Again, the experts did not lose sight of the influence of genes. “Actually, they are 'sides of the same coin': applying genomic medicine to understand side A; young people, with no previous pathology and who have severe illness, and side B; those who are overexposed to the virus – they sleep for a week with their partners who have tested positive, do not use the protection of the mask or any preventive measure – and do not become infected.

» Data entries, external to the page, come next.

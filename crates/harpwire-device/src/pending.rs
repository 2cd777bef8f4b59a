//! FIFO correlation of outstanding commands with device replies.

use std::collections::{HashMap, VecDeque};
use std::sync::atomic::{AtomicBool, Ordering};
use std::sync::{mpsc, Arc, Mutex, PoisonError};

use harpwire_frame::{Frame, MessageType};
use tracing::debug;

use crate::error::DeviceError;

type ReplyResult = std::result::Result<Frame, DeviceError>;

struct PendingRequest {
    id: u64,
    command: MessageType,
    tx: mpsc::Sender<ReplyResult>,
    cancelled: Arc<AtomicBool>,
}

#[derive(Default)]
struct PendingState {
    by_address: HashMap<u8, VecDeque<PendingRequest>>,
    next_id: u64,
}

/// One registered request: the reply receiver plus the bookkeeping the
/// request handle needs to cancel or abandon its slot.
pub(crate) struct PendingSlot {
    pub id: u64,
    pub rx: mpsc::Receiver<ReplyResult>,
    pub cancelled: Arc<AtomicBool>,
}

/// Per-address FIFO queues of requests awaiting a reply.
///
/// The protocol has no sequence numbers: replies carry only the register
/// address and a message type, so the oldest compatible pending request for
/// that address is the one a reply resolves.
#[derive(Default)]
pub(crate) struct PendingTable {
    state: Mutex<PendingState>,
}

impl PendingTable {
    fn lock(&self) -> std::sync::MutexGuard<'_, PendingState> {
        self.state.lock().unwrap_or_else(PoisonError::into_inner)
    }

    /// Enqueue a request for `address` issued as a `command` frame.
    pub fn register(&self, address: u8, command: MessageType) -> PendingSlot {
        let (tx, rx) = mpsc::channel();
        let cancelled = Arc::new(AtomicBool::new(false));
        let mut state = self.lock();
        state.next_id += 1;
        let id = state.next_id;
        state
            .by_address
            .entry(address)
            .or_default()
            .push_back(PendingRequest {
                id,
                command,
                tx,
                cancelled: Arc::clone(&cancelled),
            });
        PendingSlot { id, rx, cancelled }
    }

    /// Deliver a reply to the oldest compatible pending request for its
    /// address. Cancelled requests are skipped and dropped. Returns the
    /// frame back when nothing matches, so the caller can treat it as
    /// unsolicited.
    pub fn resolve(&self, frame: Frame) -> Option<Frame> {
        let mut state = self.lock();
        let Some(queue) = state.by_address.get_mut(&frame.address) else {
            return Some(frame);
        };

        queue.retain(|req| !req.cancelled.load(Ordering::Acquire));

        let matched = queue
            .iter()
            .position(|req| frame.message_type.is_reply_to(req.command));
        let Some(index) = matched else {
            return Some(frame);
        };
        let Some(request) = queue.remove(index) else {
            return Some(frame);
        };

        let result = if frame.message_type.is_error() {
            Err(DeviceError::CommandFailed {
                message_type: frame.message_type,
                address: frame.address,
            })
        } else {
            Ok(frame)
        };
        if request.tx.send(result).is_err() {
            debug!(id = request.id, "reply receiver already gone");
        }
        None
    }

    /// Attach a recoverable parse fault to the oldest pending request for
    /// `address`. Returns false when nothing was pending there.
    pub fn fail_oldest(&self, address: u8, error: DeviceError) -> bool {
        let mut state = self.lock();
        let Some(queue) = state.by_address.get_mut(&address) else {
            return false;
        };
        queue.retain(|req| !req.cancelled.load(Ordering::Acquire));
        match queue.pop_front() {
            Some(request) => {
                let _ = request.tx.send(Err(error));
                true
            }
            None => false,
        }
    }

    /// Drop the slot for a request that timed out or was cancelled, so a
    /// later reply can never match it.
    pub fn remove(&self, address: u8, id: u64) {
        let mut state = self.lock();
        if let Some(queue) = state.by_address.get_mut(&address) {
            queue.retain(|req| req.id != id);
        }
    }

    /// Fail every outstanding request; used when the channel dies.
    pub fn fail_all(&self, make_error: impl Fn() -> DeviceError) {
        let mut state = self.lock();
        for (_, queue) in state.by_address.drain() {
            for request in queue {
                let _ = request.tx.send(Err(make_error()));
            }
        }
    }
}

#[cfg(test)]
mod tests {
    use super::*;
    use harpwire_frame::Payload;

    fn reply(address: u8, value: u8) -> Frame {
        Frame::new(MessageType::Write, address, Payload::U8(vec![value]))
    }

    #[test]
    fn fifo_within_address() {
        let table = PendingTable::default();
        let first = table.register(40, MessageType::Write);
        let second = table.register(40, MessageType::Write);

        assert!(table.resolve(reply(40, 1)).is_none());
        assert!(table.resolve(reply(40, 2)).is_none());

        assert_eq!(
            first.rx.try_recv().unwrap().unwrap().payload,
            Payload::U8(vec![1])
        );
        assert_eq!(
            second.rx.try_recv().unwrap().unwrap().payload,
            Payload::U8(vec![2])
        );
    }

    #[test]
    fn addresses_do_not_cross_match() {
        let table = PendingTable::default();
        let slot = table.register(40, MessageType::Write);

        let stray = table.resolve(reply(41, 1));
        assert!(stray.is_some());
        assert!(slot.rx.try_recv().is_err());
    }

    #[test]
    fn reply_kind_must_match_command() {
        let table = PendingTable::default();
        let write = table.register(40, MessageType::Write);
        let read = table.register(40, MessageType::Read);

        // A read reply skips the older write request.
        let frame = Frame::new(MessageType::Read, 40, Payload::U8(vec![9]));
        assert!(table.resolve(frame).is_none());
        assert!(write.rx.try_recv().is_err());
        assert!(read.rx.try_recv().unwrap().is_ok());
    }

    #[test]
    fn error_reply_resolves_as_command_failed() {
        let table = PendingTable::default();
        let slot = table.register(33, MessageType::Write);

        let frame = Frame::new(MessageType::WriteError, 33, Payload::U8(vec![0]));
        assert!(table.resolve(frame).is_none());
        let err = slot.rx.try_recv().unwrap().unwrap_err();
        assert!(matches!(
            err,
            DeviceError::CommandFailed {
                message_type: MessageType::WriteError,
                address: 33
            }
        ));
    }

    #[test]
    fn cancelled_request_never_matches() {
        let table = PendingTable::default();
        let first = table.register(40, MessageType::Write);
        let second = table.register(40, MessageType::Write);

        first.cancelled.store(true, Ordering::Release);
        table.remove(40, first.id);

        assert!(table.resolve(reply(40, 7)).is_none());
        assert_eq!(
            second.rx.try_recv().unwrap().unwrap().payload,
            Payload::U8(vec![7])
        );
    }

    #[test]
    fn fail_all_reaches_every_request() {
        let table = PendingTable::default();
        let slots = [
            table.register(40, MessageType::Write),
            table.register(41, MessageType::Read),
            table.register(40, MessageType::Read),
        ];
        table.fail_all(|| DeviceError::ChannelClosed);
        for slot in slots {
            assert!(matches!(
                slot.rx.try_recv().unwrap().unwrap_err(),
                DeviceError::ChannelClosed
            ));
        }
    }

    #[test]
    fn fail_oldest_takes_queue_head() {
        let table = PendingTable::default();
        let first = table.register(40, MessageType::Read);
        let second = table.register(40, MessageType::Read);

        assert!(table.fail_oldest(40, DeviceError::ChannelClosed));
        assert!(first.rx.try_recv().unwrap().is_err());
        assert!(second.rx.try_recv().is_err());

        assert!(!table.fail_oldest(99, DeviceError::ChannelClosed));
    }
}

Could the key be in your genes?. This is the response that is going to be analyzed,” the geneticist Aurora Pujol explained to DM.

This specialist, ICREA professor, group leader at the Bellvitge Biomedical Research Institute (Idibell) in Barcelona, and coordinator in Spain of the international COVIDHGE Consortium (COVID Human Genetic Effort) for the subproject for the study of superimmunity against Covid-19, whose first arguments are already known after the work recently published in the latest Nature.

This subprogram on hyperimmunity also includes the presence of Jesús Troya, from the Internal Medicine Service of the Infanta Leonor Hospital, in Madrid, and Carlos Rodríguez-Gallego, from the University Hospital of Gran Canaria Dr.. negrin.

adaptive benefit

Jesús Troya -expert who verified the presence of neutralizing autoantibodies to interferon in patients with severe Covid-19 pneumonia in a study carried out at his hospital and published in the Journal Clinical of Immunology-, pointed out that as occurs with all pathogens, a certain percentage of the population is refractory to the development of the infection. “Usually, the phenomenon is conditioned by genetic mutations that express genes of various kinds.”

What, initially, genetics results in an abnormal transformation in a person, can become an adaptive benefit in individual cases, considers Troya, who gives another clear example: “If the pandemic had been Ebola, it would have decimated the world population, but some subgroup would have survived. It's what we call a 'genetic lottery' for a certain type of infection or other disease.”